A disparada recente do dólar e a ida da Argentina ao Fundo Monetário Internacional (FMI) fizeram despertar um fantasma da nossa história recente: o famigerado “efeito Orloff”, piada com uma propaganda televisiva nos anos 1990 segundo a qual “o Brasil é a Argentina amanhã”.
Não é a primeira vez que o espectro de uma crise cambial paira sobre as economias emergentes. Desta vez, contudo, o Brasil está protegido. Não passará ileso, mas resistirá.
O principal motivo é o nível das reservas cambiais. Há em poder do Banco Central US$ 381,6 bilhões, mais que cinco vezes a dívida externa do governo. Fora os investimentos diretos de US$ 65 bilhões previstos para este ano e outros US$ 9 bilhões em poder do Tesouro. As transações em dólar não apresentam déficit. É um quadro mais que suficiente para resistir a qualquer ataque especulativo.
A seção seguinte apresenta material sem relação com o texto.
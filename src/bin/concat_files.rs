use clap::Parser;
use inmax_gateway::utils::{logger, validation::Validate};
use inmax_gateway::{concatenate_important_files, ConcatConfig};
use std::path::Path;

fn main() -> Result<(), Box<dyn std::error::Error>> {
    let config = ConcatConfig::parse();

    logger::init_cli_logger(config.verbose);

    if let Err(e) = config.validate() {
        tracing::error!("Configuration validation failed: {}", e);
        eprintln!("❌ {}", e);
        std::process::exit(1);
    }

    let summary = concatenate_important_files(Path::new(&config.root), &config.output)?;

    if summary.files_skipped > 0 {
        tracing::warn!("Skipped {} unreadable file(s)", summary.files_skipped);
    }
    tracing::info!(
        "Concatenated {} file(s) into {}",
        summary.files_written,
        summary.output_path.display()
    );
    println!(
        "Important files concatenated into {}",
        summary.output_path.display()
    );

    Ok(())
}
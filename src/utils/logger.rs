use tracing_subscriber::{layer::SubscriberExt, util::SubscriberInitExt, EnvFilter};

pub fn init_cli_logger(verbose: bool) {
    let filter = if verbose {
        EnvFilter::try_from_default_env()
            .unwrap_or_else(|_| EnvFilter::new("inmax_gateway=debug,info"))
    } else {
        EnvFilter::try_from_default_env().unwrap_or_else(|_| EnvFilter::new("inmax_gateway=info"))
    };

    tracing_subscriber::registry()
        .with(filter)
        .with(
            tracing_subscriber::fmt::layer()
                .with_target(false)
                .with_thread_ids(false)
                .with_file(false)
                .with_line_number(false)
                .compact(),
        )
        .init();
}
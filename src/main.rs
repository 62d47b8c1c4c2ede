use clap::Parser;
use inmax_gateway::utils::{logger, validation::Validate};
use inmax_gateway::{build_router, AppState, AtprotoClient, GatewayConfig};
use std::net::SocketAddr;
use std::sync::Arc;
use std::time::Duration;

#[tokio::main]
async fn main() -> Result<(), Box<dyn std::error::Error>> {
    let config = GatewayConfig::parse();

    logger::init_cli_logger(config.verbose);

    tracing::info!("Starting INMAX gateway");
    if config.verbose {
        tracing::debug!("Gateway config: {:?}", config);
    }

    if let Err(e) = config.validate() {
        tracing::error!("Configuration validation failed: {}", e);
        eprintln!("❌ {}", e);
        std::process::exit(1);
    }

    let addr: SocketAddr = config.bind_address.parse()?;
    let atproto = AtprotoClient::new(
        config.upstream_url.clone(),
        Duration::from_secs(config.upstream_timeout_secs),
    );
    let state = Arc::new(AppState { atproto });
    let app = build_router(state, &config.allowed_origins);

    tracing::info!("Forwarding signups to {}", config.upstream_url);
    tracing::info!("Listening on {}", addr);

    let listener = tokio::net::TcpListener::bind(addr).await?;
    axum::serve(listener, app).await?;

    Ok(())
}
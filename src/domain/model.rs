use serde::{Deserialize, Serialize};

/// Signup request as received on `POST /api/users/`.
#[derive(Debug, Clone, Deserialize)]
pub struct SignupRequest {
    pub username: String,
    pub email: String,
    pub password: String,
}

/// Wire shape expected by the ATProto createAccount endpoint.
/// The upstream calls the username a "handle"; the other fields pass through.
#[derive(Debug, Clone, Serialize)]
pub struct CreateAccountPayload {
    pub handle: String,
    pub email: String,
    pub password: String,
}

impl From<SignupRequest> for CreateAccountPayload {
    fn from(signup: SignupRequest) -> Self {
        Self {
            handle: signup.username,
            email: signup.email,
            password: signup.password,
        }
    }
}

/// Upstream status and body, relayed verbatim to the caller on success.
#[derive(Debug, Clone)]
pub struct UpstreamReply {
    pub status: u16,
    pub body: serde_json::Value,
}
mod handlers;

pub use handlers::{create_user, root, ApiError};

use crate::core::gateway::AtprotoClient;
use axum::http::{header, HeaderValue, Method};
use axum::routing::{get, post};
use axum::Router;
use std::sync::Arc;
use tower_http::cors::{AllowOrigin, CorsLayer};
use tower_http::trace::TraceLayer;

/// Shared state for the gateway's handlers. Holds only the upstream client;
/// there is no mutable state between requests.
pub struct AppState {
    pub atproto: AtprotoClient,
}

/// Builds the gateway router: the welcome endpoint, the user-creation
/// forwarder, and the CORS and request-trace layers.
pub fn build_router(state: Arc<AppState>, allowed_origins: &[String]) -> Router {
    Router::new()
        .route("/", get(root))
        .route("/api/users/", post(create_user))
        .layer(cors_layer(allowed_origins))
        .layer(TraceLayer::new_for_http())
        .with_state(state)
}

/// The wildcard "*" selects a permissive policy (any origin, no
/// credentials). An explicit origin list allows credentials; tower-http
/// refuses the wildcard-with-credentials combination the original FastAPI
/// setup shipped with, which is what we want.
fn cors_layer(allowed_origins: &[String]) -> CorsLayer {
    if allowed_origins.iter().any(|origin| origin == "*") {
        tracing::warn!(
            "CORS allows any origin; restrict --allowed-origins outside local development"
        );
        return CorsLayer::permissive();
    }

    let origins: Vec<HeaderValue> = allowed_origins
        .iter()
        .filter_map(|origin| match origin.parse() {
            Ok(value) => Some(value),
            Err(e) => {
                tracing::warn!("Skipping unusable CORS origin '{}': {}", origin, e);
                None
            }
        })
        .collect();

    CorsLayer::new()
        .allow_origin(AllowOrigin::list(origins))
        .allow_methods([Method::GET, Method::POST, Method::OPTIONS])
        .allow_headers([header::CONTENT_TYPE])
        .allow_credentials(true)
}
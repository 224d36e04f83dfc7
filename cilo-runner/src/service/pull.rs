//! Image pulling with terminal progress
//!
//! Renders the pull's progress events the way a terminal progress display
//! does:
//! - a new status starts its own line: statuses longer than 20 characters
//!   are printed on a fresh line with the progress below them, shorter
//!   ones right-aligned in 18 columns with the progress beside them
//! - a repeated status rewrites the previous progress text in place using
//!   backspaces
//!
//! The pull is not retried; the first stream error aborts it.

use std::io::{self, Write};
use tracing::info;

use crate::error::{JobError, RuntimeError};
use crate::runtime::{ContainerRuntime, ProgressEvent};

/// Statuses longer than this get a line of their own
const LONG_STATUS: usize = 20;

/// Column width of short statuses
const STATUS_WIDTH: usize = 18;

/// Progress display state machine
pub struct ProgressRenderer<W: Write> {
    out: W,
    last_status: Option<String>,
    last_progress: String,
    rendered: bool,
}

impl<W: Write> ProgressRenderer<W> {
    pub fn new(out: W) -> Self {
        Self {
            out,
            last_status: None,
            last_progress: String::new(),
            rendered: false,
        }
    }

    /// Renders one event
    pub fn render(&mut self, event: &ProgressEvent) -> io::Result<()> {
        if self.last_status.as_deref() == Some(event.status.as_str()) {
            let erase = "\x08".repeat(self.last_progress.chars().count());
            write!(self.out, "{}{}", erase, event.progress)?;
        } else {
            if self.last_status.is_some() {
                writeln!(self.out)?;
            }

            if event.status.chars().count() > LONG_STATUS {
                write!(self.out, "\n{}", event.status)?;
                if !event.progress.is_empty() {
                    write!(self.out, "\n{}", event.progress)?;
                }
            } else {
                write!(self.out, "{:>width$}", event.status, width = STATUS_WIDTH)?;
                if !event.progress.is_empty() {
                    write!(self.out, " {}", event.progress)?;
                }
            }

            self.last_status = Some(event.status.clone());
        }

        self.last_progress = event.progress.clone();
        self.rendered = true;
        self.out.flush()
    }

    /// Ends the display, leaving a blank line if anything was rendered
    pub fn finish(&mut self) -> io::Result<()> {
        if self.rendered {
            write!(self.out, "\n\n")?;
        }
        self.out.flush()
    }

    pub fn into_inner(self) -> W {
        self.out
    }
}

/// Pulls an image, rendering progress to `out`
pub async fn pull_image<W: Write>(
    runtime: &dyn ContainerRuntime,
    reference: &str,
    out: W,
) -> Result<W, JobError> {
    info!("Making sure image {} is available ...", reference);

    let pull_error = |source: RuntimeError| JobError::Pull {
        image: reference.to_string(),
        source,
    };

    let mut stream = runtime.pull_image(reference).await.map_err(pull_error)?;
    let mut renderer = ProgressRenderer::new(out);

    while let Some(item) = stream.next().await {
        let event = item.map_err(pull_error)?;
        renderer
            .render(&event)
            .map_err(|e| JobError::io("Failed to write pull progress", e))?;
    }

    renderer
        .finish()
        .map_err(|e| JobError::io("Failed to write pull progress", e))?;
    Ok(renderer.into_inner())
}
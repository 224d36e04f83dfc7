//! Command-line container runtime
//!
//! Drives a `docker` or `podman` binary:
//! - `pull` for images, decoding its output into progress events; both
//!   streams are read since docker prints progress on stdout and podman on
//!   stderr
//! - `create` with env, working directory and bind mounts
//! - `start --attach` for the run itself; stdout and stderr of the
//!   attached process are the container's streams and its exit status is
//!   the container's exit status
//! - `rm -f` for teardown, also performed on drop for anything left over

use async_trait::async_trait;
use std::collections::{HashMap, HashSet};
use std::process::Stdio;
use std::sync::{Mutex, PoisonError};
use tokio::io::{AsyncBufReadExt, BufReader};
use tokio::process::{Child, ChildStderr, Command};
use tokio::sync::mpsc;
use tracing::{debug, info, warn};

use super::{
    AttachedOutput, ContainerHandle, ContainerRuntime, ContainerSpec, ExitStatus, ProgressEvent,
    ProgressStream,
};
use crate::error::RuntimeError;

/// Progress events buffered between the pull process and the renderer
const PULL_BUFFER: usize = 64;

/// Container runtime backed by a container CLI
pub struct CliRuntime {
    binary: String,

    /// Attached `start` processes: container id -> process
    attached: Mutex<HashMap<String, Child>>,

    /// Containers created and not yet removed
    created: Mutex<HashSet<String>>,
}

impl CliRuntime {
    /// Creates a runtime driving the given binary (e.g. "docker", "podman")
    pub fn new(binary: impl Into<String>) -> Self {
        Self {
            binary: binary.into(),
            attached: Mutex::new(HashMap::new()),
            created: Mutex::new(HashSet::new()),
        }
    }

    pub fn binary(&self) -> &str {
        &self.binary
    }

    fn command_line(&self, args: &[String]) -> String {
        format!("{} {}", self.binary, args.join(" "))
    }

    /// Runs a runtime command to completion and returns its trimmed stdout
    async fn run(&self, args: &[String]) -> Result<String, RuntimeError> {
        let command = self.command_line(args);
        debug!("Running {}", command);

        let output = Command::new(&self.binary)
            .args(args)
            .stdin(Stdio::null())
            .output()
            .await
            .map_err(|source| RuntimeError::Spawn {
                command: command.clone(),
                source,
            })?;

        let stdout = String::from_utf8_lossy(&output.stdout).trim().to_string();
        let stderr = String::from_utf8_lossy(&output.stderr).trim().to_string();

        if !stderr.is_empty() {
            debug!("{} stderr: {}", command, stderr);
        }

        if !output.status.success() {
            return Err(RuntimeError::CommandFailed {
                command,
                code: output.status.code(),
                stderr,
            });
        }

        Ok(stdout)
    }
}

/// Builds the arguments of `create` for a container spec
pub(crate) fn create_args(spec: &ContainerSpec) -> Vec<String> {
    let mut args = vec!["create".to_string(), "--name".to_string(), spec.name.clone()];

    for entry in &spec.env {
        args.push("--env".to_string());
        args.push(entry.clone());
    }

    args.push("--workdir".to_string());
    args.push(spec.working_dir.clone());

    for mount in &spec.mounts {
        let mut option = format!(
            "type=bind,source={},target={}",
            mount.source.display(),
            mount.target
        );
        if mount.read_only {
            option.push_str(",readonly");
        }
        args.push("--mount".to_string());
        args.push(option);
    }

    args.push(spec.image.clone());
    args.extend(spec.command.iter().cloned());
    args
}

/// Decodes one line of `pull` output
///
/// JSON lines are engine progress records; an `error` field in one is a
/// registry failure. Plain lines of the form `<layer id>: <status>` become
/// a status with the layer id as progress, anything else is a bare status.
/// Blank lines yield nothing.
pub(crate) fn decode_pull_line(line: &str) -> Option<Result<ProgressEvent, RuntimeError>> {
    let line = line.trim_end();
    if line.trim().is_empty() {
        return None;
    }

    if line.starts_with('{') {
        #[derive(serde::Deserialize)]
        struct WireEvent {
            #[serde(flatten)]
            event: ProgressEvent,
            error: Option<String>,
        }

        return Some(match serde_json::from_str::<WireEvent>(line) {
            Ok(WireEvent {
                error: Some(message),
                ..
            }) => Err(RuntimeError::Registry(message)),
            Ok(wire) => Ok(wire.event),
            Err(e) => Err(RuntimeError::Decode(e)),
        });
    }

    if let Some((id, status)) = line.split_once(": ") {
        if is_layer_id(id) {
            return Some(Ok(ProgressEvent::new(status.trim(), id)));
        }
    }

    Some(Ok(ProgressEvent::new(line, "")))
}

/// Forwards status lines of a pull's stderr as progress and returns the full text
///
/// Undecodable lines are kept for the error message only; the exit status
/// decides whether the pull failed.
async fn relay_pull_stderr(
    stderr: Option<ChildStderr>,
    sender: mpsc::Sender<Result<ProgressEvent, RuntimeError>>,
) -> String {
    let mut text = String::new();
    let Some(stderr) = stderr else {
        return text;
    };

    let mut lines = BufReader::new(stderr).lines();
    while let Ok(Some(line)) = lines.next_line().await {
        if let Some(Ok(event)) = decode_pull_line(&line) {
            let _ = sender.send(Ok(event)).await;
        }
        text.push_str(&line);
        text.push('\n');
    }

    text
}

fn is_layer_id(id: &str) -> bool {
    id.len() >= 12 && id.chars().all(|c| c.is_ascii_hexdigit())
}

#[async_trait]
impl ContainerRuntime for CliRuntime {
    async fn version(&self) -> Result<String, RuntimeError> {
        let version = self.run(&["--version".to_string()]).await?;
        info!("Container runtime is available: {}", version);
        Ok(version)
    }

    async fn pull_image(&self, reference: &str) -> Result<ProgressStream, RuntimeError> {
        let args = vec!["pull".to_string(), reference.to_string()];
        let command = self.command_line(&args);
        debug!("Running {}", command);

        let mut child = Command::new(&self.binary)
            .args(&args)
            .stdin(Stdio::null())
            .stdout(Stdio::piped())
            .stderr(Stdio::piped())
            .kill_on_drop(true)
            .spawn()
            .map_err(|source| RuntimeError::Spawn {
                command: command.clone(),
                source,
            })?;

        let stdout = child.stdout.take();
        let stderr = child.stderr.take();
        let (sender, stream) = ProgressStream::channel(PULL_BUFFER);

        tokio::spawn(async move {
            // podman reports progress on stderr, docker on stdout
            let stderr_task = tokio::spawn(relay_pull_stderr(stderr, sender.clone()));

            if let Some(stdout) = stdout {
                let mut lines = BufReader::new(stdout).lines();
                loop {
                    match lines.next_line().await {
                        Ok(Some(line)) => {
                            let Some(item) = decode_pull_line(&line) else {
                                continue;
                            };
                            let terminal = item.is_err();
                            if sender.send(item).await.is_err() || terminal {
                                return;
                            }
                        }
                        Ok(None) => break,
                        Err(e) => {
                            let _ = sender.send(Err(RuntimeError::Io(e))).await;
                            return;
                        }
                    }
                }
            }

            let stderr_text = stderr_task.await.unwrap_or_default();
            let outcome = match child.wait().await {
                Ok(status) if status.success() => return,
                Ok(status) => RuntimeError::CommandFailed {
                    command,
                    code: status.code(),
                    stderr: stderr_text.trim().to_string(),
                },
                Err(e) => RuntimeError::Io(e),
            };
            let _ = sender.send(Err(outcome)).await;
        });

        Ok(stream)
    }

    async fn create_container(&self, spec: &ContainerSpec) -> Result<ContainerHandle, RuntimeError> {
        info!("Creating container {} from image {}", spec.name, spec.image);

        let id = self.run(&create_args(spec)).await?;
        self.created
            .lock()
            .unwrap_or_else(PoisonError::into_inner)
            .insert(id.clone());

        debug!("Container {} created with ID {}", spec.name, id);
        Ok(ContainerHandle {
            id,
            name: spec.name.clone(),
        })
    }

    async fn start(&self, handle: &ContainerHandle) -> Result<AttachedOutput, RuntimeError> {
        let args = vec![
            "start".to_string(),
            "--attach".to_string(),
            handle.id.clone(),
        ];
        let command = self.command_line(&args);
        debug!("Running {}", command);

        let mut child = Command::new(&self.binary)
            .args(&args)
            .stdin(Stdio::null())
            .stdout(Stdio::piped())
            .stderr(Stdio::piped())
            .spawn()
            .map_err(|source| RuntimeError::Spawn { command, source })?;

        let (Some(stdout), Some(stderr)) = (child.stdout.take(), child.stderr.take()) else {
            return Err(RuntimeError::Io(std::io::Error::other(
                "attached process has no output pipes",
            )));
        };

        self.attached
            .lock()
            .unwrap_or_else(PoisonError::into_inner)
            .insert(handle.id.clone(), child);

        Ok(AttachedOutput {
            stdout: Box::new(stdout),
            stderr: Box::new(stderr),
        })
    }

    async fn wait(&self, handle: &ContainerHandle) -> Result<ExitStatus, RuntimeError> {
        let child = self
            .attached
            .lock()
            .unwrap_or_else(PoisonError::into_inner)
            .remove(&handle.id);

        let mut child = child.ok_or_else(|| RuntimeError::UnknownContainer(handle.id.clone()))?;
        let status = child.wait().await?;

        debug!("Container {} exited: {:?}", handle.name, status.code());
        Ok(ExitStatus {
            code: status.code(),
        })
    }

    async fn remove(&self, handle: &ContainerHandle) -> Result<(), RuntimeError> {
        self.run(&["rm".to_string(), "-f".to_string(), handle.id.clone()])
            .await?;
        self.created
            .lock()
            .unwrap_or_else(PoisonError::into_inner)
            .remove(&handle.id);

        debug!("Container {} removed", handle.name);
        Ok(())
    }
}

impl Drop for CliRuntime {
    fn drop(&mut self) {
        let created = self
            .created
            .get_mut()
            .unwrap_or_else(PoisonError::into_inner);

        for id in created.drain() {
            debug!("Removing leftover container {}", id);
            match std::process::Command::new(&self.binary)
                .args(["rm", "-f", id.as_str()])
                .output()
            {
                Ok(output) if output.status.success() => {}
                Ok(output) => {
                    let stderr = String::from_utf8_lossy(&output.stderr);
                    warn!("Failed to remove container {}: {}", id, stderr.trim());
                }
                Err(e) => warn!("Failed to remove container {}: {}", id, e),
            }
        }
    }
}
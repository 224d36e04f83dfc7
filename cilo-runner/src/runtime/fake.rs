//! In-memory runtime for tests
//!
//! Replays scripted pull events and canned container output, and records
//! every call so tests can assert on what the executor asked for.

use async_trait::async_trait;
use std::sync::Mutex;

use super::{
    AttachedOutput, ContainerHandle, ContainerRuntime, ContainerSpec, ExitStatus, ProgressEvent,
    ProgressStream,
};
use crate::error::RuntimeError;

#[derive(Debug, Clone, PartialEq, Eq)]
pub enum Call {
    Pull(String),
    Create(String),
    Start(String),
    Wait(String),
    Remove(String),
}

pub struct FakeRuntime {
    pub pull_events: Vec<ProgressEvent>,
    pub pull_error: Option<String>,
    pub fail_create: bool,
    pub stdout: Vec<u8>,
    pub stderr: Vec<u8>,
    pub exit_code: Option<i32>,

    pub calls: Mutex<Vec<Call>>,
    pub specs: Mutex<Vec<ContainerSpec>>,
    /// Content of the script file at creation time
    pub scripts: Mutex<Vec<String>>,
}

impl Default for FakeRuntime {
    fn default() -> Self {
        Self {
            pull_events: Vec::new(),
            pull_error: None,
            fail_create: false,
            stdout: Vec::new(),
            stderr: Vec::new(),
            exit_code: Some(0),
            calls: Mutex::new(Vec::new()),
            specs: Mutex::new(Vec::new()),
            scripts: Mutex::new(Vec::new()),
        }
    }
}

impl FakeRuntime {
    pub fn calls(&self) -> Vec<Call> {
        self.calls.lock().unwrap().clone()
    }

    fn record(&self, call: Call) {
        self.calls.lock().unwrap().push(call);
    }
}

#[async_trait]
impl ContainerRuntime for FakeRuntime {
    async fn version(&self) -> Result<String, RuntimeError> {
        Ok("fake 1.0".to_string())
    }

    async fn pull_image(&self, reference: &str) -> Result<ProgressStream, RuntimeError> {
        self.record(Call::Pull(reference.to_string()));

        let mut items: Vec<_> = self.pull_events.iter().cloned().map(Ok).collect();
        if let Some(message) = &self.pull_error {
            items.push(Err(RuntimeError::Registry(message.clone())));
        }
        Ok(ProgressStream::from_items(items))
    }

    async fn create_container(&self, spec: &ContainerSpec) -> Result<ContainerHandle, RuntimeError> {
        self.record(Call::Create(spec.name.clone()));
        if self.fail_create {
            return Err(RuntimeError::CommandFailed {
                command: "fake create".to_string(),
                code: Some(125),
                stderr: "invalid mount".to_string(),
            });
        }

        if let Some(script) = spec.mounts.iter().find(|m| m.read_only) {
            let body = std::fs::read_to_string(&script.source).unwrap_or_default();
            self.scripts.lock().unwrap().push(body);
        }
        self.specs.lock().unwrap().push(spec.clone());

        Ok(ContainerHandle {
            id: format!("id-{}", spec.name),
            name: spec.name.clone(),
        })
    }

    async fn start(&self, handle: &ContainerHandle) -> Result<AttachedOutput, RuntimeError> {
        self.record(Call::Start(handle.id.clone()));
        Ok(AttachedOutput {
            stdout: Box::new(std::io::Cursor::new(self.stdout.clone())),
            stderr: Box::new(std::io::Cursor::new(self.stderr.clone())),
        })
    }

    async fn wait(&self, handle: &ContainerHandle) -> Result<ExitStatus, RuntimeError> {
        self.record(Call::Wait(handle.id.clone()));
        Ok(ExitStatus {
            code: self.exit_code,
        })
    }

    async fn remove(&self, handle: &ContainerHandle) -> Result<(), RuntimeError> {
        self.record(Call::Remove(handle.id.clone()));
        Ok(())
    }
}
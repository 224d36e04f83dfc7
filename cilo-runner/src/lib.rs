//! Cilo Runner
//!
//! Executes a resolved job inside a container.
//!
//! Architecture:
//! - Configuration: tool settings (container binary, registry mirrors)
//! - Runtime: the container runtime capability and its CLI implementation
//! - Services: image pulling with progress rendering, the script
//!   artifact, output relaying and the job execution pipeline

pub mod config;
pub mod error;
pub mod runtime;
pub mod service;

pub use config::Config;
pub use error::{JobError, RuntimeError};
pub use runtime::{CliRuntime, ContainerRuntime};
pub use service::{JobExecutor, OutputSinks};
A inflação de 2,76% nos 12 meses encerrados em abril – bem abaixo o limite inferior da meta, 3% – permite absorver melhor qualquer choque da variação cambial no preço dos importados. A queda recente dos juros guardou espaço para que eles possam voltar a subir, se for necessário manter o apelo dos papeis brasileiros aos investidores.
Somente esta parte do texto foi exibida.